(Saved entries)
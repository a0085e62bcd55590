// crates/miniapp-service/src/error.rs
// ============================================================================
// Module: Service Errors
// Description: Caller-facing error taxonomy for service operations.
// Purpose: Collapse auth, validation, and store failures into typed outcomes.
// Dependencies: miniapp-core, thiserror
// ============================================================================

//! ## Overview
//! [`ServiceError`] is what the routing layer maps to responses. Every
//! authentication or ownership failure becomes [`ServiceError::Forbidden`].

// ============================================================================
// SECTION: Imports
// ============================================================================

use miniapp_core::StoreError;
use miniapp_core::ValidationError;
use thiserror::Error;

use crate::auth::AuthError;

// ============================================================================
// SECTION: Errors
// ============================================================================

/// Service operation errors.
///
/// # Invariants
/// - Messages never embed bearer keys or HTML payloads.
#[derive(Debug, Clone, PartialEq, Eq, Error)]
pub enum ServiceError {
    /// Unknown key, or a tenant acting outside its scope.
    #[error("forbidden: {0}")]
    Forbidden(String),
    /// The requested app does not exist for that tenant.
    #[error("not found")]
    NotFound,
    /// Identity creation used a key that is already assigned.
    #[error("key already exists")]
    KeyAlreadyExists,
    /// Request input failed validation.
    #[error("invalid request: {0}")]
    Invalid(String),
    /// Backend failure.
    #[error("store error: {0}")]
    Store(String),
}

impl From<StoreError> for ServiceError {
    fn from(error: StoreError) -> Self {
        match error {
            StoreError::KeyAlreadyExists => Self::KeyAlreadyExists,
            StoreError::UnknownOwner(owner) => Self::Invalid(format!("unknown owner: {owner}")),
            other => Self::Store(other.to_string()),
        }
    }
}

impl From<AuthError> for ServiceError {
    fn from(error: AuthError) -> Self {
        match error {
            AuthError::Store(store) => Self::from(store),
            denied @ (AuthError::Unauthenticated(_) | AuthError::Unauthorized(_)) => {
                Self::Forbidden(denied.to_string())
            }
        }
    }
}

impl From<ValidationError> for ServiceError {
    fn from(error: ValidationError) -> Self {
        Self::Invalid(error.to_string())
    }
}
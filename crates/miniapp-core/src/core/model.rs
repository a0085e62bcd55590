// crates/miniapp-core/src/core/model.rs
// ============================================================================
// Module: Miniapp Records
// Description: User, app, and access log records.
// Purpose: Define the persisted entities and their lifecycle invariants.
// Dependencies: serde
// ============================================================================

//! ## Overview
//! Three entities are persisted: users (tenants, keyed by an opaque bearer
//! key), apps (HTML blobs keyed by `(slug, user_id)`), and access log entries
//! (append-only usage events). These types carry no behavior beyond labels.

// ============================================================================
// SECTION: Imports
// ============================================================================

use serde::Deserialize;
use serde::Serialize;

use crate::core::identifiers::AppSlug;
use crate::core::identifiers::UserId;
use crate::core::time::UnixMillis;

// ============================================================================
// SECTION: Users
// ============================================================================

/// Tenant identity record.
///
/// # Invariants
/// - `key` is globally unique and is the sole credential for the tenant.
/// - Exactly one user holds [`UserId::ADMIN`].
#[derive(Debug, Clone, PartialEq, Eq, Serialize, Deserialize)]
pub struct User {
    /// Surrogate identifier.
    pub id: UserId,
    /// Opaque bearer key.
    pub key: String,
    /// Operator-supplied note.
    pub comment: Option<String>,
    /// Creation time.
    pub created_at: UnixMillis,
}

impl User {
    /// Returns true when this user is the reserved administrator.
    #[must_use]
    pub const fn is_admin(&self) -> bool {
        self.id.is_admin()
    }
}

// ============================================================================
// SECTION: Apps
// ============================================================================

/// Stored app record.
///
/// # Invariants
/// - `(slug, user_id)` is unique.
/// - `updated_at >= created_at`.
#[derive(Debug, Clone, PartialEq, Eq, Serialize, Deserialize)]
pub struct App {
    /// Tenant-chosen identifier.
    pub slug: AppSlug,
    /// Owning tenant.
    pub user_id: UserId,
    /// Opaque HTML payload.
    pub html_content: String,
    /// Creation time.
    pub created_at: UnixMillis,
    /// Last update time.
    pub updated_at: UnixMillis,
}

/// App listing entry (content omitted).
#[derive(Debug, Clone, PartialEq, Eq, Serialize, Deserialize)]
pub struct AppSummary {
    /// Tenant-chosen identifier.
    pub slug: AppSlug,
    /// Owning tenant.
    pub user_id: UserId,
    /// Last update time.
    pub updated_at: UnixMillis,
}

/// Scope for app enumeration.
#[derive(Debug, Clone, Copy, PartialEq, Eq)]
pub enum AppScope {
    /// Every app across every tenant (administrator view).
    All,
    /// Apps owned by a single tenant.
    Owner(UserId),
}

// ============================================================================
// SECTION: Access Log
// ============================================================================

/// Tracked usage action.
///
/// # Invariants
/// - Labels are stable; they are persisted in the access log.
#[derive(Debug, Clone, Copy, PartialEq, Eq, Hash, PartialOrd, Ord, Serialize, Deserialize)]
#[serde(rename_all = "snake_case")]
pub enum AccessAction {
    /// A stateless signed link was generated.
    Generate,
    /// A stateless signed link was opened.
    ViewStateless,
    /// A stored app was opened.
    ViewPersistent,
}

impl AccessAction {
    /// All actions in label order.
    pub const ALL: [Self; 3] = [Self::Generate, Self::ViewStateless, Self::ViewPersistent];

    /// Returns the persisted label.
    #[must_use]
    pub const fn as_str(self) -> &'static str {
        match self {
            Self::Generate => "generate",
            Self::ViewStateless => "view_stateless",
            Self::ViewPersistent => "view_persistent",
        }
    }

    /// Parses a persisted label.
    #[must_use]
    pub fn parse(label: &str) -> Option<Self> {
        Self::ALL.into_iter().find(|action| action.as_str() == label)
    }
}

/// Append-only usage event.
#[derive(Debug, Clone, PartialEq, Eq, Serialize, Deserialize)]
pub struct AccessLogEntry {
    /// Monotonic surrogate identifier.
    pub id: i64,
    /// Attributed tenant, when known.
    pub user_id: Option<UserId>,
    /// Tracked action.
    pub action: AccessAction,
    /// App slug for persistent views.
    pub slug: Option<AppSlug>,
    /// Event time.
    pub timestamp: UnixMillis,
}
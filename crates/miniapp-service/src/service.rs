// crates/miniapp-service/src/service.rs
// ============================================================================
// Module: Miniapp Service
// Description: Tenant-scoped facade over the identity, app, and usage stores.
// Purpose: Resolve, authorize, validate, mutate, record, and audit in order.
// Dependencies: miniapp-config, miniapp-core, miniapp-store-sqlite, serde
// ============================================================================

//! ## Overview
//! [`MiniAppService`] is the single entry point for request handlers. Every
//! keyed operation resolves the caller and applies the ownership policy
//! before validating input or touching the store, so a rejected request has
//! no side effects.
//!
//! Startup goes through [`MiniAppService::start`]: the schema converges, the
//! admin key is reconciled, and a lifecycle event is emitted before the
//! service is handed out.

// ============================================================================
// SECTION: Imports
// ============================================================================

use std::sync::Arc;

use miniapp_config::AdminKeySource;
use miniapp_config::MiniAppConfig;
use miniapp_config::ResolvedAdminKey;
use miniapp_core::AccessAction;
use miniapp_core::AccessLog;
use miniapp_core::App;
use miniapp_core::AppStore;
use miniapp_core::AppSummary;
use miniapp_core::IdentityStore;
use miniapp_core::InputLimits;
use miniapp_core::StatsRecord;
use miniapp_core::StoreError;
use miniapp_core::UsageStats;
use miniapp_core::User;
use miniapp_core::UserId;
use miniapp_store_sqlite::AdminReconcileOutcome;
use miniapp_store_sqlite::SchemaReport;
use miniapp_store_sqlite::SqliteMiniAppStore;
use serde::Serialize;

use crate::audit::AuditSink;
use crate::audit::AuthAuditEvent;
use crate::audit::LifecycleAuditEvent;
use crate::audit::StoreAuditEvent;
use crate::auth::AuthError;
use crate::auth::KeyAuthorizer;
use crate::auth::ServiceAction;
use crate::auth::authorize_target;
use crate::auth::list_scope;
use crate::auth::require_admin;
use crate::error::ServiceError;

// ============================================================================
// SECTION: Types
// ============================================================================

/// Result of bringing a store online.
#[derive(Debug, Clone, PartialEq, Eq, Serialize)]
pub struct StartupReport {
    /// Schema convergence result.
    pub schema: SchemaReport,
    /// Admin key reconciliation result.
    pub admin_reconcile: AdminReconcileOutcome,
    /// Where the admin key came from.
    pub admin_key_source: AdminKeySource,
}

/// Tenant with merged usage counters.
#[derive(Debug, Clone, PartialEq, Eq, Serialize)]
pub struct IdentityStats {
    /// Tenant record.
    pub user: User,
    /// Usage counters, zero when nothing was recorded.
    pub stats: StatsRecord,
}

// ============================================================================
// SECTION: Service
// ============================================================================

/// Tenant-scoped service facade.
pub struct MiniAppService<S> {
    /// Backing store.
    store: S,
    /// Key resolution policy.
    authorizer: KeyAuthorizer,
    /// Input limits.
    limits: InputLimits,
    /// Audit destination.
    audit: Arc<dyn AuditSink>,
}

impl MiniAppService<SqliteMiniAppStore> {
    /// Opens the configured store, converges it, reconciles the admin key,
    /// and returns a ready service.
    ///
    /// # Errors
    ///
    /// Returns [`ServiceError::Store`] when the store cannot be opened or the
    /// schema cannot converge; the process must not serve requests then.
    pub fn start(
        config: &MiniAppConfig,
        admin_key: &ResolvedAdminKey,
        audit: Arc<dyn AuditSink>,
    ) -> Result<(Self, StartupReport), ServiceError> {
        let store =
            SqliteMiniAppStore::open(&config.store.sqlite_config()).map_err(StoreError::from)?;
        let report = bootstrap_store(&store, config, admin_key)?;
        audit.record_lifecycle(&LifecycleAuditEvent::new(&report));
        let service = Self::new(
            store,
            KeyAuthorizer::new(admin_key.secret()),
            config.input_limits(),
            audit,
        );
        Ok((service, report))
    }
}

impl<S> MiniAppService<S>
where
    S: IdentityStore + AppStore + AccessLog,
{
    /// Wraps an already converged store.
    #[must_use]
    pub fn new(
        store: S,
        authorizer: KeyAuthorizer,
        limits: InputLimits,
        audit: Arc<dyn AuditSink>,
    ) -> Self {
        Self {
            store,
            authorizer,
            limits,
            audit,
        }
    }

    /// Returns the backing store.
    #[must_use]
    pub const fn store(&self) -> &S {
        &self.store
    }

    /// Resolves a presented key.
    ///
    /// # Errors
    ///
    /// Returns [`ServiceError::Forbidden`] when the key resolves to no one.
    pub fn resolve_identity(&self, key: &str) -> Result<User, ServiceError> {
        self.authorize(ServiceAction::ResolveIdentity, key, None).map(|(identity, _)| identity)
    }

    // ------------------------------------------------------------------------
    // Apps
    // ------------------------------------------------------------------------

    /// Creates or replaces an app and returns the owning tenant.
    ///
    /// # Errors
    ///
    /// Returns [`ServiceError::Forbidden`], [`ServiceError::Invalid`], or
    /// [`ServiceError::Store`].
    pub fn save_app(
        &self,
        key: &str,
        target: Option<UserId>,
        slug: &str,
        html: &str,
    ) -> Result<UserId, ServiceError> {
        let (_, owner) = self.authorize(ServiceAction::SaveApp, key, target)?;
        let slug = self.limits.slug(slug)?;
        self.limits.html(html)?;
        self.store.upsert_app(&slug, owner, html)?;
        self.audit.record_store(&StoreAuditEvent::new(
            ServiceAction::SaveApp,
            owner,
            Some(&slug),
            "saved",
        ));
        Ok(owner)
    }

    /// Reads one app.
    ///
    /// # Errors
    ///
    /// Returns [`ServiceError::NotFound`] when the tenant has no such app.
    pub fn fetch_app(
        &self,
        key: &str,
        target: Option<UserId>,
        slug: &str,
    ) -> Result<App, ServiceError> {
        let (_, owner) = self.authorize(ServiceAction::FetchApp, key, target)?;
        let slug = self.limits.lookup_slug(slug)?;
        self.store.fetch_app(&slug, owner)?.ok_or(ServiceError::NotFound)
    }

    /// Lists apps, newest first. The admin sees every tenant unless a target
    /// is named.
    ///
    /// # Errors
    ///
    /// Returns [`ServiceError::Forbidden`] or [`ServiceError::Store`].
    pub fn list_apps(
        &self,
        key: &str,
        target: Option<UserId>,
    ) -> Result<Vec<AppSummary>, ServiceError> {
        let decision = self.authorizer.resolve(&self.store, key).and_then(|identity| {
            let scope = list_scope(&identity, target)?;
            Ok((identity, scope))
        });
        let (_, scope) = self.audit_decision(ServiceAction::ListApps, key, target, decision)?;
        Ok(self.store.list_apps(scope)?)
    }

    /// Deletes an app. Returns true when a row was removed.
    ///
    /// # Errors
    ///
    /// Returns [`ServiceError::Forbidden`], [`ServiceError::Invalid`], or
    /// [`ServiceError::Store`].
    pub fn delete_app(
        &self,
        key: &str,
        target: Option<UserId>,
        slug: &str,
    ) -> Result<bool, ServiceError> {
        let (_, owner) = self.authorize(ServiceAction::DeleteApp, key, target)?;
        let slug = self.limits.lookup_slug(slug)?;
        let removed = self.store.delete_app(&slug, owner)?;
        let outcome = if removed { "deleted" } else { "absent" };
        self.audit.record_store(&StoreAuditEvent::new(
            ServiceAction::DeleteApp,
            owner,
            Some(&slug),
            outcome,
        ));
        Ok(removed)
    }

    /// Serves a stored app to an anonymous viewer and records the view
    /// against its owner.
    ///
    /// # Errors
    ///
    /// Returns [`ServiceError::NotFound`] when the app does not exist.
    pub fn view_app(&self, owner: UserId, slug: &str) -> Result<App, ServiceError> {
        let slug = self.limits.lookup_slug(slug)?;
        let app = self.store.fetch_app(&slug, owner)?.ok_or(ServiceError::NotFound)?;
        self.store.record_event(Some(owner), AccessAction::ViewPersistent, Some(&slug))?;
        Ok(app)
    }

    // ------------------------------------------------------------------------
    // Stateless Links
    // ------------------------------------------------------------------------

    /// Records that the caller signed a stateless link.
    ///
    /// # Errors
    ///
    /// Returns [`ServiceError::Forbidden`] or [`ServiceError::Store`].
    pub fn record_generate(&self, key: &str) -> Result<UserId, ServiceError> {
        let (identity, _) = self.authorize(ServiceAction::Generate, key, None)?;
        self.store.record_event(Some(identity.id), AccessAction::Generate, None)?;
        Ok(identity.id)
    }

    /// Records a stateless link view, attributed to the tenant that signed
    /// the link rather than the viewer.
    ///
    /// # Errors
    ///
    /// Returns [`ServiceError::Store`] when the event cannot be written.
    pub fn record_stateless_view(&self, signer: Option<UserId>) -> Result<(), ServiceError> {
        Ok(self.store.record_event(signer, AccessAction::ViewStateless, None)?)
    }

    // ------------------------------------------------------------------------
    // Administration
    // ------------------------------------------------------------------------

    /// Issues a new tenant key. Admin only.
    ///
    /// # Errors
    ///
    /// Returns [`ServiceError::Forbidden`] for non-admins and
    /// [`ServiceError::KeyAlreadyExists`] for a duplicate key.
    pub fn create_identity(
        &self,
        key: &str,
        new_key: &str,
        comment: Option<&str>,
    ) -> Result<UserId, ServiceError> {
        self.authorize_admin(ServiceAction::CreateIdentity, key)?;
        self.limits.key(new_key)?;
        self.limits.comment(comment)?;
        let id = self.store.create_user(new_key, comment)?;
        self.audit.record_store(&StoreAuditEvent::new(
            ServiceAction::CreateIdentity,
            id,
            None,
            "created",
        ));
        Ok(id)
    }

    /// Lists every tenant in id order. Admin only.
    ///
    /// # Errors
    ///
    /// Returns [`ServiceError::Forbidden`] for non-admins.
    pub fn enumerate_identities(&self, key: &str) -> Result<Vec<User>, ServiceError> {
        self.authorize_admin(ServiceAction::ListIdentities, key)?;
        Ok(self.store.list_users()?)
    }

    /// Lists every tenant with its usage counters. Admin only.
    ///
    /// # Errors
    ///
    /// Returns [`ServiceError::Forbidden`] for non-admins.
    pub fn list_users_with_stats(&self, key: &str) -> Result<Vec<IdentityStats>, ServiceError> {
        self.authorize_admin(ServiceAction::ListIdentities, key)?;
        let users = self.store.list_users()?;
        let stats = self.store.aggregate_stats()?;
        Ok(users
            .into_iter()
            .map(|user| {
                let record = stats.get(user.id);
                IdentityStats {
                    user,
                    stats: record,
                }
            })
            .collect())
    }

    /// Returns usage counters for every tenant. Admin only.
    ///
    /// # Errors
    ///
    /// Returns [`ServiceError::Forbidden`] for non-admins.
    pub fn aggregate_stats(&self, key: &str) -> Result<UsageStats, ServiceError> {
        self.authorize_admin(ServiceAction::AggregateStats, key)?;
        Ok(self.store.aggregate_stats()?)
    }

    // ------------------------------------------------------------------------
    // Authorization
    // ------------------------------------------------------------------------

    /// Resolves the caller and the tenant it acts on.
    fn authorize(
        &self,
        action: ServiceAction,
        key: &str,
        target: Option<UserId>,
    ) -> Result<(User, UserId), ServiceError> {
        let decision = self.authorizer.resolve(&self.store, key).and_then(|identity| {
            let owner = authorize_target(&identity, target)?;
            Ok((identity, owner))
        });
        self.audit_decision(action, key, target, decision)
    }

    /// Resolves the caller and requires the admin identity.
    fn authorize_admin(&self, action: ServiceAction, key: &str) -> Result<User, ServiceError> {
        let decision = self.authorizer.resolve(&self.store, key).and_then(|identity| {
            require_admin(&identity)?;
            Ok((identity, ()))
        });
        self.audit_decision(action, key, None, decision).map(|(identity, ())| identity)
    }

    /// Emits the auth event for a decision and converts denials.
    fn audit_decision<T>(
        &self,
        action: ServiceAction,
        key: &str,
        target: Option<UserId>,
        decision: Result<(User, T), AuthError>,
    ) -> Result<(User, T), ServiceError> {
        match decision {
            Ok(granted) => {
                self.audit.record_auth(&AuthAuditEvent::allowed(action, key, granted.0.id, target));
                Ok(granted)
            }
            Err(error) => {
                self.audit.record_auth(&AuthAuditEvent::denied(action, key, target, &error));
                Err(error.into())
            }
        }
    }
}

// ============================================================================
// SECTION: Startup
// ============================================================================

/// Converges the schema and reconciles the admin key.
///
/// # Errors
///
/// Returns [`ServiceError::Store`] when convergence fails and
/// [`ServiceError::KeyAlreadyExists`] when another tenant already holds the
/// admin key.
pub fn bootstrap_store(
    store: &SqliteMiniAppStore,
    config: &MiniAppConfig,
    admin_key: &ResolvedAdminKey,
) -> Result<StartupReport, ServiceError> {
    let schema = store.ensure_schema(config.schema_options()).map_err(StoreError::from)?;
    let admin_reconcile =
        store.reconcile_admin_key(admin_key.secret()).map_err(StoreError::from)?;
    Ok(StartupReport {
        schema,
        admin_reconcile,
        admin_key_source: admin_key.source(),
    })
}
// crates/miniapp-core/src/core/stats.rs
// ============================================================================
// Module: Usage Statistics
// Description: Per-tenant counters derived from the access log and app table.
// Purpose: Provide a merge-friendly, never-persisted stats view.
// Dependencies: serde
// ============================================================================

//! ## Overview
//! [`UsageStats`] is rebuilt on every query. Action counters come from the
//! access log; `apps_count` is the live app row count, never a log-derived
//! value. Tenants absent from both sources report zero.

// ============================================================================
// SECTION: Imports
// ============================================================================

use std::collections::BTreeMap;

use serde::Deserialize;
use serde::Serialize;

use crate::core::identifiers::UserId;
use crate::core::model::AccessAction;

// ============================================================================
// SECTION: Stats Types
// ============================================================================

/// Counters for a single tenant.
#[derive(Debug, Clone, Copy, Default, PartialEq, Eq, Serialize, Deserialize)]
pub struct StatsRecord {
    /// Stateless links generated.
    pub generated: u64,
    /// Stateless link views attributed to this tenant.
    pub view_stateless: u64,
    /// Stored app views.
    pub view_persistent: u64,
    /// Live stored app count.
    pub apps_count: u64,
}

impl StatsRecord {
    /// Adds `count` occurrences of `action`.
    pub const fn add_action(&mut self, action: AccessAction, count: u64) {
        match action {
            AccessAction::Generate => self.generated = self.generated.saturating_add(count),
            AccessAction::ViewStateless => {
                self.view_stateless = self.view_stateless.saturating_add(count);
            }
            AccessAction::ViewPersistent => {
                self.view_persistent = self.view_persistent.saturating_add(count);
            }
        }
    }

    /// Returns the counter for `action`.
    #[must_use]
    pub const fn action_count(&self, action: AccessAction) -> u64 {
        match action {
            AccessAction::Generate => self.generated,
            AccessAction::ViewStateless => self.view_stateless,
            AccessAction::ViewPersistent => self.view_persistent,
        }
    }
}

/// Stats for every tenant with at least one log entry or app.
#[derive(Debug, Clone, Default, PartialEq, Eq, Serialize, Deserialize)]
#[serde(transparent)]
pub struct UsageStats {
    /// Per-tenant records.
    records: BTreeMap<UserId, StatsRecord>,
}

impl UsageStats {
    /// Creates an empty stats set.
    #[must_use]
    pub const fn new() -> Self {
        Self {
            records: BTreeMap::new(),
        }
    }

    /// Adds log-derived counts for a tenant.
    pub fn add_action(&mut self, user_id: UserId, action: AccessAction, count: u64) {
        self.records.entry(user_id).or_default().add_action(action, count);
    }

    /// Sets the live app count for a tenant.
    pub fn set_apps_count(&mut self, user_id: UserId, apps_count: u64) {
        self.records.entry(user_id).or_default().apps_count = apps_count;
    }

    /// Returns the record for a tenant, defaulting to zero counters.
    #[must_use]
    pub fn get(&self, user_id: UserId) -> StatsRecord {
        self.records.get(&user_id).copied().unwrap_or_default()
    }

    /// Returns true when the tenant appears in either source.
    #[must_use]
    pub fn contains(&self, user_id: UserId) -> bool {
        self.records.contains_key(&user_id)
    }

    /// Iterates records in ascending tenant order.
    pub fn iter(&self) -> impl Iterator<Item = (UserId, &StatsRecord)> {
        self.records.iter().map(|(id, record)| (*id, record))
    }

    /// Number of tenants with a record.
    #[must_use]
    pub fn len(&self) -> usize {
        self.records.len()
    }

    /// Returns true when no tenant has a record.
    #[must_use]
    pub fn is_empty(&self) -> bool {
        self.records.is_empty()
    }
}

// ============================================================================
// SECTION: Tests
// ============================================================================

#[cfg(test)]
mod tests {
    use super::AccessAction;
    use super::UsageStats;
    use super::UserId;

    #[test]
    fn missing_tenant_defaults_to_zero() {
        let stats = UsageStats::new();
        let Some(user) = UserId::from_raw(7) else {
            return;
        };
        assert!(!stats.contains(user));
        assert_eq!(stats.get(user).generated, 0);
        assert_eq!(stats.get(user).apps_count, 0);
    }

    #[test]
    fn apps_count_is_independent_of_log_counts() {
        let mut stats = UsageStats::new();
        stats.add_action(UserId::ADMIN, AccessAction::ViewPersistent, 4);
        stats.set_apps_count(UserId::ADMIN, 1);
        stats.add_action(UserId::ADMIN, AccessAction::ViewPersistent, 1);
        let record = stats.get(UserId::ADMIN);
        assert_eq!(record.view_persistent, 5);
        assert_eq!(record.apps_count, 1);
        assert_eq!(record.action_count(AccessAction::Generate), 0);
    }
}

Problem: Please go through the data above and copy each line that has the word "MiniAppConfig".

Response:
use miniapp_config::MiniAppConfig;
        config: &MiniAppConfig,
    config: &MiniAppConfig,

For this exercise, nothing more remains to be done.